Later advancements in screen media technologies allowed the superimposition of graphical information over moving images. These were the beginnings of AR, whereby most of what is seen is real with some digital elements supplementing the image. Indeed, this simple form of AR is still in wide use today, notably in cases where extra information is required to make sense of a subject. In the case of certain televised sports, for example, a clock and a scoreboard overlay a live football match, which provides additional information that is useful to the viewer. Television viewers are already accustomed to using information that is displayed in this way:

Simple Augmented Reality, televised football matches augment meaning with digital graphics

Simple Augmented Reality, televised football matches augment meaning with digital graphics

More recently, computing and graphical power gave designers the tools to build wholly virtual environments. The Virtual is a graphical representation of raw data, and the furthest removed from physical reality on my Mixed Reality Scale. Here lies the domain of Virtual Reality (VR), a technology that uses no real elements except for the user’s human senses. The user is submersed in a seemingly separate reality, where visual, acoustic and sometimes haptic feedback serve to transpose them into this artificial, yet highly immersive space. Notice the shift from viewer to user: this is a function of the interactivity offered by digital space. VR was the forerunner to current AR research, and remains an active realm of academic study.
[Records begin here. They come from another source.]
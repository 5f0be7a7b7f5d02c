use std::f64::consts::PI;
use std::path::PathBuf;

use nalgebra::Point3;
use serde::{Deserialize, Serialize};

use super::body::OrbitParams;
use super::registry::{BodyRegistry, PrimaryBody, RingParams};
use super::sampler::SwarmSampler;
use super::scene::{Appearance, SceneLooks, SceneSetup};
use crate::config::Config;
use crate::error::SceneError;

/// The scenes we know how to build.
#[derive(Debug, Clone, Copy, PartialEq, Eq, Serialize, Deserialize, clap::ValueEnum)]
pub enum ScenePreset {
    /// Ringed planet with a randomized swarm of small moons.
    Saturn,
    /// Planet with a single large moon on a fixed orbit.
    Earth,
}

const SATURN_RADIUS: f64 = 1.0;
const SATURN_TILT_DEG: f64 = 8.0;
const SATURN_RING: RingParams = RingParams {
    inner_radius: 1.4,
    outer_radius: 2.5,
    spin_speed: 0.001,
    base_rotation: [PI / 1.9, PI * 1.05, 0.0],
};

const EARTH_RADIUS: f64 = 1.0;
const EARTH_TILT_DEG: f64 = 23.44;
const EARTH_MOON: OrbitParams = OrbitParams {
    orbit_radius: 10.0,
    orbit_speed: 0.001,
    inclination_deg: 5.0,
    start_angle: 0.0,
    size: 0.27,
};

fn look(color: (f32, f32, f32), texture: &str) -> Appearance {
    Appearance {
        color: Point3::new(color.0, color.1, color.2),
        texture: Some(PathBuf::from(texture)),
    }
}

fn moon_look() -> Appearance {
    look((0.7, 0.7, 0.7), "earth/moon/moonmap2k.jpg")
}

impl ScenePreset {
    pub fn build(self, config: &Config) -> Result<SceneSetup, SceneError> {
        let offsets = config.camera.offsets();
        match self {
            ScenePreset::Saturn => {
                let primary =
                    PrimaryBody::new(SATURN_RADIUS, SATURN_TILT_DEG)?.with_ring(SATURN_RING)?;
                let mut sampler = SwarmSampler::new(config.swarm.seed, config.swarm.ranges);
                let registry = BodyRegistry::populate(primary, config.swarm.count, &mut sampler)?;

                Ok(SceneSetup {
                    registry,
                    looks: SceneLooks {
                        primary: look((0.89, 0.79, 0.6), "saturn/saturnmap.jpg"),
                        ring: Some(look((0.8, 0.74, 0.62), "saturn/saturnringcolor.png")),
                        satellite: moon_look(),
                    },
                    offsets,
                })
            }
            ScenePreset::Earth => {
                let primary = PrimaryBody::new(EARTH_RADIUS, EARTH_TILT_DEG)?;
                let registry = BodyRegistry::from_params(primary, vec![EARTH_MOON])?;

                Ok(SceneSetup {
                    registry,
                    looks: SceneLooks {
                        primary: look((0.25, 0.45, 0.8), "earth/earthmap1k.jpg"),
                        ring: None,
                        satellite: moon_look(),
                    },
                    offsets,
                })
            }
        }
    }
}

#[cfg(test)]
mod tests {
    use super::*;
    use crate::model::BodyID;

    #[test]
    fn test_saturn_preset() {
        let config = Config::default();
        let setup = ScenePreset::Saturn.build(&config).unwrap();
        assert_eq!(setup.registry.len(), 145);
        assert!(setup.registry.primary().ring().is_some());
        assert!(setup.looks.ring.is_some());
    }

    #[test]
    fn test_saturn_preset_respects_swarm_config() {
        let mut config = Config::default();
        config.swarm.count = 3;
        let a = ScenePreset::Saturn.build(&config).unwrap();
        let b = ScenePreset::Saturn.build(&config).unwrap();
        assert_eq!(a.registry.len(), 3);
        for (x, y) in a.registry.satellites().zip(b.registry.satellites()) {
            assert_eq!(x.params(), y.params());
        }
    }

    #[test]
    fn test_earth_preset() {
        let setup = ScenePreset::Earth.build(&Config::default()).unwrap();
        assert_eq!(setup.registry.len(), 1);
        assert!(setup.registry.primary().ring().is_none());

        let moon = setup.registry.get(BodyID(0)).unwrap();
        assert_eq!(moon.params(), EARTH_MOON);
        assert_eq!(moon.position(), Point3::new(10.0, 0.0, 0.0));
    }
}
Computer graphics also enhanced the possibilities offered by television and cinema, forging a new point on the Mixed Reality Scale. I refer to the Augmented Virtuality (AV) approach, which uses mainly digital graphics with some real elements superimposed. For example, a newsreader reporting from a virtual studio environment is one common application. I position AV one step closer towards The Virtual to reflect the ratio of real to virtual elements:

An Augmented Virtuality, the ITV newscasters sit at a real table in a virtual studio

An Augmented Virtuality, the ITV newscasters sit at a real table in a virtual studio

There is an expansive realm between AV and VR technologies, media which offer the user wholly virtual constructions that hold potential for immersion and interactivity. I refer to the media of video games and desktop computers. Here the user manipulates visually depicted information for a purpose. These media are diametrically opposed to their counterpart on my scale, the cinema and television, because they are windows this time into a virtual world, actively encouraging (rather than denying) user interactivity to perform their function. Though operating in virtuality, the user remains grounded in The Real due to apparatus constraints.
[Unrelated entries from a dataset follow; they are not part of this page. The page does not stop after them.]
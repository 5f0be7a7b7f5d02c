/// Errors raised while setting up a scene or addressing its bodies.
///
/// Nothing on the per-frame path returns these; they only come out of
/// construction and out of focus requests naming a body that doesn't exist.
#[derive(Debug, Clone, PartialEq, thiserror::Error)]
pub enum SceneError {
    /// A construction parameter was rejected (non-positive radius, NaN, ...).
    #[error("invalid configuration: {0}")]
    Configuration(String),

    /// A body id outside `[0, count)`.
    #[error("body {id} is out of range (scene has {count} satellites)")]
    OutOfRange { id: usize, count: usize },
}

/// Errors that can occur when loading, saving, or validating configuration.
#[derive(Debug, thiserror::Error)]
pub enum ConfigError {
    #[error("failed to read config: {0}")]
    ReadError(#[source] std::io::Error),

    #[error("failed to write config: {0}")]
    WriteError(#[source] std::io::Error),

    #[error("failed to parse config: {0}")]
    ParseError(#[source] ron::error::SpannedError),

    #[error("failed to serialize config: {0}")]
    SerializeError(#[source] ron::Error),

    #[error(transparent)]
    Invalid(#[from] SceneError),
}

/// Shorthand for checking construction parameters.
pub(crate) fn ensure(condition: bool, message: impl FnOnce() -> String) -> Result<(), SceneError> {
    if condition {
        Ok(())
    } else {
        Err(SceneError::Configuration(message()))
    }
}
//! Command-line arguments for the planetarium viewer.

use std::path::PathBuf;

use clap::Parser;

use super::{Config, FrameClock};
use crate::model::ScenePreset;

/// CLI values override settings loaded from the config file.
#[derive(Parser, Debug)]
#[command(name = "planetarium", about = "A ringed planet and its moons")]
pub struct CliArgs {
    /// Path to a RON config file.
    #[arg(long, default_value = "planetarium.ron")]
    pub config: PathBuf,

    /// Which scene to build.
    #[arg(long, value_enum)]
    pub preset: Option<ScenePreset>,

    /// Number of randomized moons.
    #[arg(long)]
    pub moons: Option<usize>,

    /// Seed for moon placement.
    #[arg(long)]
    pub seed: Option<u64>,

    /// Window width.
    #[arg(long)]
    pub width: Option<u32>,

    /// Window height.
    #[arg(long)]
    pub height: Option<u32>,

    /// Log level (error, warn, info, debug, trace).
    #[arg(long)]
    pub log_level: Option<String>,

    /// Advance by real elapsed time instead of one tick per frame.
    #[arg(long)]
    pub measured_clock: bool,

    /// Directory textures are loaded from.
    #[arg(long)]
    pub assets: Option<PathBuf>,
}

impl Config {
    pub fn apply_cli_overrides(&mut self, args: &CliArgs) {
        if let Some(preset) = args.preset {
            self.scene.preset = preset;
        }
        if let Some(moons) = args.moons {
            self.swarm.count = moons;
        }
        if let Some(seed) = args.seed {
            self.swarm.seed = seed;
        }
        if let Some(w) = args.width {
            self.window.width = w;
        }
        if let Some(h) = args.height {
            self.window.height = h;
        }
        if let Some(ref level) = args.log_level {
            self.debug.log_level = level.clone();
        }
        if args.measured_clock {
            self.scene.clock = FrameClock::Measured;
        }
        if let Some(ref assets) = args.assets {
            self.scene.asset_root = assets.clone();
        }
    }
}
Now, further technological advancements allow the fusion of real and virtual elements in ways not previously possible. Having traversed our way from The Real to The Virtual, we have now begun to make our way back. We are making a return to Augmented Reality, taking with us the knowledge to manipulate wholly virtual 3D objects and the computing power to integrate digital information into live, real world imagery. AR is deservedly close to The Real on my scale, because it requires physicality to function. This exciting new medium has the potential to change the way we perceive our world, forging a closer integration between our two binary worlds. It is this potential as an exciting and entirely new medium that has driven me to carry out the following work.
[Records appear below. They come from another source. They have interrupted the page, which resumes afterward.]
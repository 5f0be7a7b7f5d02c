use std::path::Path;

use image::DynamicImage;
use kiss3d::resource::TextureManager;
use kiss3d::scene::SceneNode;
use kiss3d::window::Window;
use nalgebra::{Point3, Translation3, UnitQuaternion, Vector3};

use super::camera::RigCamera;
use super::ring::{annulus_mesh, RING_SEGMENTS};
use crate::model::scene::{
    AssetLoader, Geometry, Material, MeshHandle, RenderBackend, TextureHandle,
};
use crate::model::CameraPose;

/// Puts the coordinator's meshes into a kiss3d scene graph, all under one
/// group node.
pub struct Kiss3dBackend {
    root: SceneNode,
    nodes: Vec<SceneNode>,
    camera: RigCamera,
}

impl Kiss3dBackend {
    pub fn new(window: &mut Window, initial_pose: &CameraPose) -> Self {
        Kiss3dBackend {
            root: window.add_group(),
            nodes: vec![],
            camera: RigCamera::new(initial_pose),
        }
    }

    pub fn camera_mut(&mut self) -> &mut RigCamera {
        &mut self.camera
    }

    fn node(&mut self, mesh: MeshHandle) -> Option<&mut SceneNode> {
        self.nodes.get_mut(mesh.0)
    }
}

impl RenderBackend for Kiss3dBackend {
    fn create_mesh(&mut self, geometry: &Geometry, material: &Material) -> MeshHandle {
        let mut node = match *geometry {
            Geometry::Sphere { radius } => self.root.add_sphere(radius as f32),
            Geometry::Ring {
                inner_radius,
                outer_radius,
            } => {
                let mesh = annulus_mesh(inner_radius as f32, outer_radius as f32, RING_SEGMENTS);
                let mut node = self.root.add_mesh(mesh, Vector3::repeat(1.0));
                // Seen from both sides
                node.enable_backface_culling(false);
                node
            }
        };

        let color = &material.color;
        node.set_color(color.x, color.y, color.z);
        if let Some(TextureHandle(name)) = &material.texture {
            node.set_texture_with_name(name);
        }

        self.nodes.push(node);
        MeshHandle(self.nodes.len() - 1)
    }

    fn set_position(&mut self, mesh: MeshHandle, position: &Point3<f64>) {
        let position: Point3<f32> = nalgebra::convert(*position);
        if let Some(node) = self.node(mesh) {
            node.set_local_translation(Translation3::from(position));
        }
    }

    fn set_orientation(&mut self, mesh: MeshHandle, orientation: &UnitQuaternion<f64>) {
        let orientation: UnitQuaternion<f32> = nalgebra::convert(*orientation);
        if let Some(node) = self.node(mesh) {
            node.set_local_rotation(orientation);
        }
    }

    fn submit_frame(&mut self, camera: &CameraPose) {
        self.camera.set_pose(camera);
    }
}

/// Loads textures into kiss3d's global texture manager, named by their path.
#[derive(Debug, Default)]
pub struct Kiss3dTextures;

/// Reads and decodes an image file. Anything that can't be had (no file, a
/// truncated file, an unknown format) comes back as `None`.
fn decode_texture(path: &Path) -> Option<DynamicImage> {
    if !path.is_file() {
        return None;
    }
    match image::open(path) {
        Ok(image) => Some(image),
        Err(err) => {
            tracing::warn!(path = %path.display(), %err, "couldn't decode texture");
            None
        }
    }
}

impl AssetLoader for Kiss3dTextures {
    fn load_texture(&mut self, path: &Path) -> Option<TextureHandle> {
        // Decode here: the texture manager's own file loading panics on bad data
        let mut decoded = Some(decode_texture(path)?);

        let name = path.to_string_lossy().into_owned();
        TextureManager::get_global_manager(|tm| {
            if let Some(image) = decoded.take() {
                tm.add_image(image, &name);
            }
        });
        tracing::debug!(%name, "loaded texture");
        Some(TextureHandle(name))
    }
}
To begin, I address the science behind AR and its current applications. Next, I exploit an industry connection to inform a discussion of AR’s development as an entertainment medium. Then, I construct a methodology for analysis from previous academic thought on emergent technologies, whilst addressing the problems of doing so. I use this methodology to locate AR in its wider technologic, academic, social and economic context. This discussion opens ground for a deeper analysis of AR’s potential socio-cultural impact, which makes use of theories of media and communication and spatial enquiry. I conclude with a final critique that holds implications for the further analysis of Mixed Reality technology.